Davacı, oğlu olan davalı ile ortak mirasbırakanları ......"ten intikal eden ve işyeri nitelikli 217, 5285 ve 5292 parsel sayılı taşınmazları kendisine müstakil ev alacağını vaat etmesi üzerine 09.11.2006 tarihinde davalıya bedelsiz olarak devrettiğini, ancak davalının ev almayacağını belirtmesi üzerine kandırıldığını anladığını ileri sürerek tapu iptali ve tescil ile birlikte 09.11.2006 tarihinden eldeki davanın kesinleştiği tarihe kadar kira bedelinin yasal faizi ile birlikte davalıdan tahsiline karar verilmesini istemiştir.
Davalı, davacıya satış bedelinin 25.000 TL"sinin Kırıkhan İşbankasından 09.11.2006 tarihinde ve kalan 40.000 TL"sinin de 09.11.2006 tarihli çek ile ödediğini, ayrıca dava dışı kardeşi Fatma ve yeğenlerine pay devri nedeni ile alması gereken satış bedeli ile davacıya bir daire satın aldığını belirterek davanın reddini savunmuştur.
Mahkemece, Dairenin 2013/12688 E – 2013/16336 K sayılı ilamı da dikkate alınarak satış bedelinin ödenmemesi iddiası ile açılan eldeki davada akdi feshederek satışa konu şeyin geri alınması hakkı saklı tutulmadıkça veya bu konuda bir ihtirazi kayıt dermeyan edilmedikçe satılan şeyin istirdadının istenemeyeceği gerekçesiyle davanın reddine karar verilmiştir.
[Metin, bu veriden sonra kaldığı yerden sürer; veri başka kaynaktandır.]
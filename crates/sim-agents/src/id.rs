//! Agent identities.

use std::fmt;

use serde::{Deserialize, Serialize};
use sim_graph::NodeId;

use crate::value::Value;

/// Well-known service names.
pub mod services {
    pub const CLOCK: &str = "clock";
    pub const ACTIVATOR: &str = "activator";
    pub const CONFIGURATOR: &str = "configurator";
    pub const MANAGER: &str = "manager";
    pub const LOGGER: &str = "logger";
    pub const TERMINATION_CHECKER: &str = "termination_checker";
}

/// Address of an agent: a graph node or a named service.
#[derive(Debug, Clone, PartialEq, Eq, Hash, PartialOrd, Ord, Serialize, Deserialize)]
pub enum AgentId {
    Node(NodeId),
    Service(String),
}

impl AgentId {
    pub fn service(name: impl Into<String>) -> Self {
        AgentId::Service(name.into())
    }

    pub fn node_id(&self) -> Option<NodeId> {
        match self {
            AgentId::Node(id) => Some(*id),
            AgentId::Service(_) => None,
        }
    }

    pub fn is_node(&self) -> bool {
        matches!(self, AgentId::Node(_))
    }

    /// Reads an id back from a message value: integers address nodes,
    /// strings address services.
    pub fn from_value(value: &Value) -> Option<Self> {
        match value {
            Value::Int(i) => usize::try_from(*i).ok().map(AgentId::Node),
            Value::Str(name) => Some(AgentId::Service(name.clone())),
            _ => None,
        }
    }
}

impl fmt::Display for AgentId {
    fn fmt(&self, f: &mut fmt::Formatter<'_>) -> fmt::Result {
        match self {
            AgentId::Node(id) => write!(f, "{id}"),
            AgentId::Service(name) => f.write_str(name),
        }
    }
}

impl From<NodeId> for AgentId {
    fn from(id: NodeId) -> Self {
        AgentId::Node(id)
    }
}

impl From<&str> for AgentId {
    fn from(name: &str) -> Self {
        AgentId::Service(name.to_string())
    }
}

impl From<String> for AgentId {
    fn from(name: String) -> Self {
        AgentId::Service(name)
    }
}

impl From<&AgentId> for AgentId {
    fn from(id: &AgentId) -> Self {
        id.clone()
    }
}

impl From<AgentId> for Value {
    fn from(id: AgentId) -> Self {
        match id {
            AgentId::Node(id) => Value::from(id),
            AgentId::Service(name) => Value::Str(name),
        }
    }
}

#[cfg(test)]
mod tests {
    use super::*;

    #[test]
    fn test_value_round_trip() {
        for id in [AgentId::Node(12), AgentId::service(services::CLOCK)] {
            assert_eq!(AgentId::from_value(&Value::from(id.clone())), Some(id));
        }
        assert_eq!(AgentId::from_value(&Value::Int(-1)), None);
    }

    #[test]
    fn test_display() {
        assert_eq!(AgentId::Node(3).to_string(), "3");
        assert_eq!(AgentId::service("logger").to_string(), "logger");
    }
}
Dosya içeriği ve toplanan delillerden; davacı ... çekişme konusu 217 ve 5285 sayılı parsellerde 7/28; 5292 parsel sayılı taşınmazda ise 14/56 oranda paydaş iken anılan paylarını 09.11.2006 tarihinde davalı oğlu Halil İbrahim"e satış suretiyle devrettiği, mahkeme kararına esas alınan Dairenin 2013/12688 E – 2013/16336 K sayılı kararındaki olayda taraflar arasında satış iradesinin bulunduğu, uyuşmazlığın satış bedelinin ödenmemesinden kaynaklandığı, ancak eldeki davada davacının, iradesinin sakatlandığını belirterek hile hukuksal nedenine dayandığı anlaşılmaktadır.
Hemen belirtilmelidir ki, 6100 sayılı HMK’nın 33. maddesi hükmü uyarınca vakıaları bildirmek taraflara, hukuki nitelendirmeyi yapmak hakime aittir.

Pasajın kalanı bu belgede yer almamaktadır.